• [Directions]:
Make a tally of the lines in the records that include the string "impl", and give only that number.

• [Data for review]:
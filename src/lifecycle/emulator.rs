// SPDX-License-Identifier: AGPL-3.0-or-later
//
// Copyright (C) 2026 Relational Network

//! Lifecycle operations written as annotation records.

use chrono::{SecondsFormat, Utc};
use serde::Serialize;
use utoipa::ToSchema;

use super::annotation::Annotation;
use super::state::LogicalState;
use super::{LifecycleError, LifecycleStep};
use crate::gateway::{RecordId, StorageGateway};
use crate::metadata::keys;

/// Ids written by a rollback.
#[derive(Debug, Clone, PartialEq, Eq, Serialize, ToSchema)]
pub struct RollbackOutcome {
    /// The new current version.
    #[schema(value_type = String)]
    pub new_id: RecordId,
    /// Backup pointer written before the rollback, if requested.
    #[serde(skip_serializing_if = "Option::is_none")]
    #[schema(value_type = Option<String>)]
    pub backup_id: Option<RecordId>,
}

/// Writes and reads lifecycle annotations through a gateway.
///
/// Every operation is one or more `put` calls. Multi-step operations run
/// strictly in sequence because later writes reference earlier ids.
pub struct LifecycleEmulator<'a> {
    gateway: &'a dyn StorageGateway,
}

impl<'a> LifecycleEmulator<'a> {
    pub fn new(gateway: &'a dyn StorageGateway) -> Self {
        Self { gateway }
    }

    async fn annotate(
        &self,
        id: &RecordId,
        annotation: Annotation,
    ) -> Result<RecordId, LifecycleError> {
        let annotation_id = self
            .gateway
            .put(Vec::new(), annotation.to_metadata(id))
            .await?;
        tracing::info!(
            record_id = %id,
            annotation_id = %annotation_id,
            kind = annotation.kind(),
            "Wrote lifecycle annotation"
        );
        Ok(annotation_id)
    }

    /// Map any record of a logical record to its original id.
    ///
    /// Rollback versions and annotations point back through
    /// `Original-Transaction`. Fails with `NotFound` when `id` does not
    /// exist, so nothing is ever written against a missing record.
    pub async fn resolve(&self, id: &RecordId) -> Result<RecordId, LifecycleError> {
        let record = self.gateway.get(id).await?;
        Ok(match record.metadata.get(keys::ORIGINAL_TRANSACTION) {
            Some(original) => RecordId::from(original),
            None => record.id,
        })
    }

    /// Fold the annotation log for `id`.
    pub async fn state(&self, id: &RecordId) -> Result<LogicalState, LifecycleError> {
        let records = self.gateway.annotations_for(id).await?;
        LogicalState::fold(id.clone(), &records)
            .map_err(|(id, reason)| LifecycleError::MalformedAnnotation { id, reason })
    }

    pub async fn mark_deleted(
        &self,
        id: &RecordId,
        permanent: bool,
        actor: Option<&str>,
    ) -> Result<RecordId, LifecycleError> {
        let id = &self.resolve(id).await?;
        self.annotate(
            id,
            Annotation::Deleted {
                at: now(),
                permanent,
                by: actor.map(str::to_string),
            },
        )
        .await
    }

    /// Write a restoration.
    ///
    /// Restoring a record with no observed deletion is allowed and logged.
    /// Restoring after a permanent deletion is refused.
    pub async fn restore(
        &self,
        id: &RecordId,
        actor: Option<&str>,
    ) -> Result<RecordId, LifecycleError> {
        let id = &self.resolve(id).await?;
        let state = self.state(id).await?;
        if state.permanent {
            return Err(LifecycleError::PermanentlyDeleted(id.clone()));
        }
        if !state.deleted {
            tracing::warn!(record_id = %id, "Restoring a record that is not deleted");
        }

        self.annotate(
            id,
            Annotation::Restored {
                at: now(),
                by: actor.map(str::to_string),
            },
        )
        .await
    }

    pub async fn revoke_share(
        &self,
        id: &RecordId,
        user: Option<&str>,
        revoke_all: bool,
        actor: Option<&str>,
    ) -> Result<RecordId, LifecycleError> {
        let user = user.map(str::trim).filter(|u| !u.is_empty());
        if user.is_none() && !revoke_all {
            return Err(LifecycleError::EmptyRevocation);
        }
        let id = &self.resolve(id).await?;
        if let Some(actor) = actor {
            tracing::debug!(record_id = %id, actor, "Share revocation requested");
        }

        self.annotate(
            id,
            Annotation::ShareRevoked {
                at: now(),
                user: user.map(str::to_string),
                revoke_all,
            },
        )
        .await
    }

    /// Write a pointer to the current version of `id`.
    pub async fn backup(&self, id: &RecordId) -> Result<RecordId, LifecycleError> {
        let state = self.state(id).await?;
        self.annotate(
            id,
            Annotation::Backup {
                of: state.current_version,
                at: now(),
            },
        )
        .await
    }

    /// Count one download of `version` against `id`.
    pub async fn record_download(
        &self,
        id: &RecordId,
        version: &RecordId,
        caller: Option<&str>,
    ) -> Result<RecordId, LifecycleError> {
        self.annotate(
            id,
            Annotation::DownloadRecorded {
                of: version.clone(),
                at: now(),
                by: caller.map(str::to_string),
            },
        )
        .await
    }

    /// Make a copy of `target` the current version of `id`.
    ///
    /// `target` must be `id` itself or an earlier rollback version of it.
    /// The new record carries the target's payload and content tags.
    ///
    /// With `create_backup`, a backup pointer to the pre-rollback version is
    /// written first. If that lands and the rollback write fails, the
    /// backup cannot be retracted and the error names its id.
    pub async fn rollback(
        &self,
        id: &RecordId,
        target: &RecordId,
        create_backup: bool,
    ) -> Result<RollbackOutcome, LifecycleError> {
        let id = &self.resolve(id).await?;
        let source = self.gateway.get(target).await?;
        let in_lineage = target == id
            || (source.metadata.get(keys::ORIGINAL_TRANSACTION) == Some(id.as_str())
                && source.metadata.contains(keys::ROLLBACK_TO));
        if !in_lineage {
            return Err(LifecycleError::UnrelatedVersion {
                id: id.clone(),
                target: target.clone(),
            });
        }

        let backup_id = if create_backup {
            Some(self.backup(id).await?)
        } else {
            None
        };

        let mut metadata = source.metadata;
        metadata.retain(|name| !keys::LIFECYCLE.contains(&name));
        metadata.extend(Annotation::Rollback { to: target.clone() }.to_metadata(id));

        let new_id = match self.gateway.put(source.payload, metadata).await {
            Ok(new_id) => new_id,
            Err(source) => {
                return Err(match backup_id {
                    Some(completed_id) => {
                        tracing::error!(
                            record_id = %id,
                            backup_id = %completed_id,
                            error = %source,
                            "Rollback failed after backup was written"
                        );
                        LifecycleError::Partial {
                            completed: LifecycleStep::Backup,
                            completed_id,
                            failed: LifecycleStep::Rollback,
                            source,
                        }
                    }
                    None => LifecycleError::Gateway(source),
                })
            }
        };

        tracing::info!(
            record_id = %id,
            target = %target,
            new_id = %new_id,
            "Rolled back record"
        );
        Ok(RollbackOutcome { new_id, backup_id })
    }
}

fn now() -> String {
    Utc::now().to_rfc3339_opts(SecondsFormat::Millis, true)
}
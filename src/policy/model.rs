// SPDX-License-Identifier: AGPL-3.0-or-later
//
// Copyright (C) 2026 Relational Network

//! Access policy types.

use std::collections::BTreeSet;
use std::fmt;
use std::str::FromStr;

use rust_decimal::Decimal;
use serde::{Deserialize, Serialize};
use utoipa::ToSchema;

/// Coarse access classification carried in the `Access-Control` tag.
///
/// The classification is descriptive: enforcement comes from the concrete
/// fields of [`AccessPolicy`], not from this label.
#[derive(Debug, Clone, Copy, PartialEq, Eq, Default, Serialize, Deserialize, ToSchema)]
#[serde(rename_all = "kebab-case")]
pub enum AccessControl {
    #[default]
    Public,
    Private,
    TimeBased,
    BalanceBased,
}

impl AccessControl {
    pub fn as_str(&self) -> &'static str {
        match self {
            AccessControl::Public => "public",
            AccessControl::Private => "private",
            AccessControl::TimeBased => "time-based",
            AccessControl::BalanceBased => "balance-based",
        }
    }
}

impl fmt::Display for AccessControl {
    fn fmt(&self, f: &mut fmt::Formatter<'_>) -> fmt::Result {
        f.write_str(self.as_str())
    }
}

impl FromStr for AccessControl {
    type Err = String;

    fn from_str(s: &str) -> Result<Self, Self::Err> {
        match s.trim() {
            "public" => Ok(AccessControl::Public),
            "private" => Ok(AccessControl::Private),
            "time-based" => Ok(AccessControl::TimeBased),
            "balance-based" => Ok(AccessControl::BalanceBased),
            other => Err(format!("unknown access control `{other}`")),
        }
    }
}

/// Conditional-access policy attached to a record at creation time.
///
/// Fields left unset impose no restriction. An empty `allowed_users` set
/// means "anyone"; identities are compared exactly.
#[derive(Debug, Clone, PartialEq, Eq, Default, Serialize, Deserialize, ToSchema)]
pub struct AccessPolicy {
    #[serde(default)]
    pub access_control: AccessControl,
    /// Epoch milliseconds before which access is denied.
    #[serde(default, skip_serializing_if = "Option::is_none")]
    pub valid_from: Option<i64>,
    /// Epoch milliseconds after which access is denied.
    #[serde(default, skip_serializing_if = "Option::is_none")]
    pub valid_until: Option<i64>,
    /// Minimum caller balance, as a decimal string.
    #[serde(default, skip_serializing_if = "Option::is_none")]
    #[schema(value_type = Option<String>, example = "10.5")]
    pub required_balance: Option<Decimal>,
    #[serde(default, skip_serializing_if = "BTreeSet::is_empty")]
    #[schema(value_type = Vec<String>)]
    pub allowed_users: BTreeSet<String>,
    #[serde(default, skip_serializing_if = "Option::is_none")]
    pub max_downloads: Option<u64>,
}

impl AccessPolicy {
    pub fn new(access_control: AccessControl) -> Self {
        Self {
            access_control,
            ..Self::default()
        }
    }

    pub fn valid_between(mut self, from_ms: i64, until_ms: i64) -> Self {
        self.valid_from = Some(from_ms);
        self.valid_until = Some(until_ms);
        self
    }

    pub fn valid_from(mut self, from_ms: i64) -> Self {
        self.valid_from = Some(from_ms);
        self
    }

    pub fn valid_until(mut self, until_ms: i64) -> Self {
        self.valid_until = Some(until_ms);
        self
    }

    pub fn requiring_balance(mut self, balance: Decimal) -> Self {
        self.required_balance = Some(balance);
        self
    }

    pub fn allowing<I, S>(mut self, users: I) -> Self
    where
        I: IntoIterator<Item = S>,
        S: Into<String>,
    {
        self.allowed_users.extend(users.into_iter().map(Into::into));
        self
    }

    pub fn max_downloads(mut self, max: u64) -> Self {
        self.max_downloads = Some(max);
        self
    }

    /// Check that the policy survives the comma-joined wire encoding.
    pub fn validate(&self) -> Result<(), String> {
        if let (Some(from), Some(until)) = (self.valid_from, self.valid_until) {
            if from > until {
                return Err(format!(
                    "valid_from ({from}) is after valid_until ({until})"
                ));
            }
        }
        for user in &self.allowed_users {
            if user.is_empty() || user.trim() != user || user.contains(',') {
                return Err(format!(
                    "allowed user `{user}` must be non-empty with no surrounding whitespace or commas"
                ));
            }
        }
        if let Some(balance) = self.required_balance {
            if balance.is_sign_negative() {
                return Err(format!("required balance {balance} is negative"));
            }
        }
        Ok(())
    }
}

#[cfg(test)]
mod tests {
    use super::*;

    #[test]
    fn access_control_parses_wire_values() {
        for ac in [
            AccessControl::Public,
            AccessControl::Private,
            AccessControl::TimeBased,
            AccessControl::BalanceBased,
        ] {
            assert_eq!(ac.as_str().parse::<AccessControl>().unwrap(), ac);
        }
        assert!("friends-only".parse::<AccessControl>().is_err());
    }

    #[test]
    fn serde_matches_wire_spelling() {
        let json = serde_json::to_string(&AccessControl::BalanceBased).unwrap();
        assert_eq!(json, "\"balance-based\"");
    }

    #[test]
    fn validate_rejects_comma_identities() {
        let policy = AccessPolicy::new(AccessControl::Private).allowing(["alice,bob"]);
        assert!(policy.validate().is_err());

        let policy = AccessPolicy::new(AccessControl::Private).allowing([" alice"]);
        assert!(policy.validate().is_err());

        let policy = AccessPolicy::new(AccessControl::Private).allowing(["alice", "bob"]);
        assert!(policy.validate().is_ok());
    }

    #[test]
    fn validate_rejects_inverted_window() {
        let policy = AccessPolicy::new(AccessControl::TimeBased).valid_between(2_000, 1_000);
        assert!(policy.validate().is_err());
    }
}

• [The completed task]:
5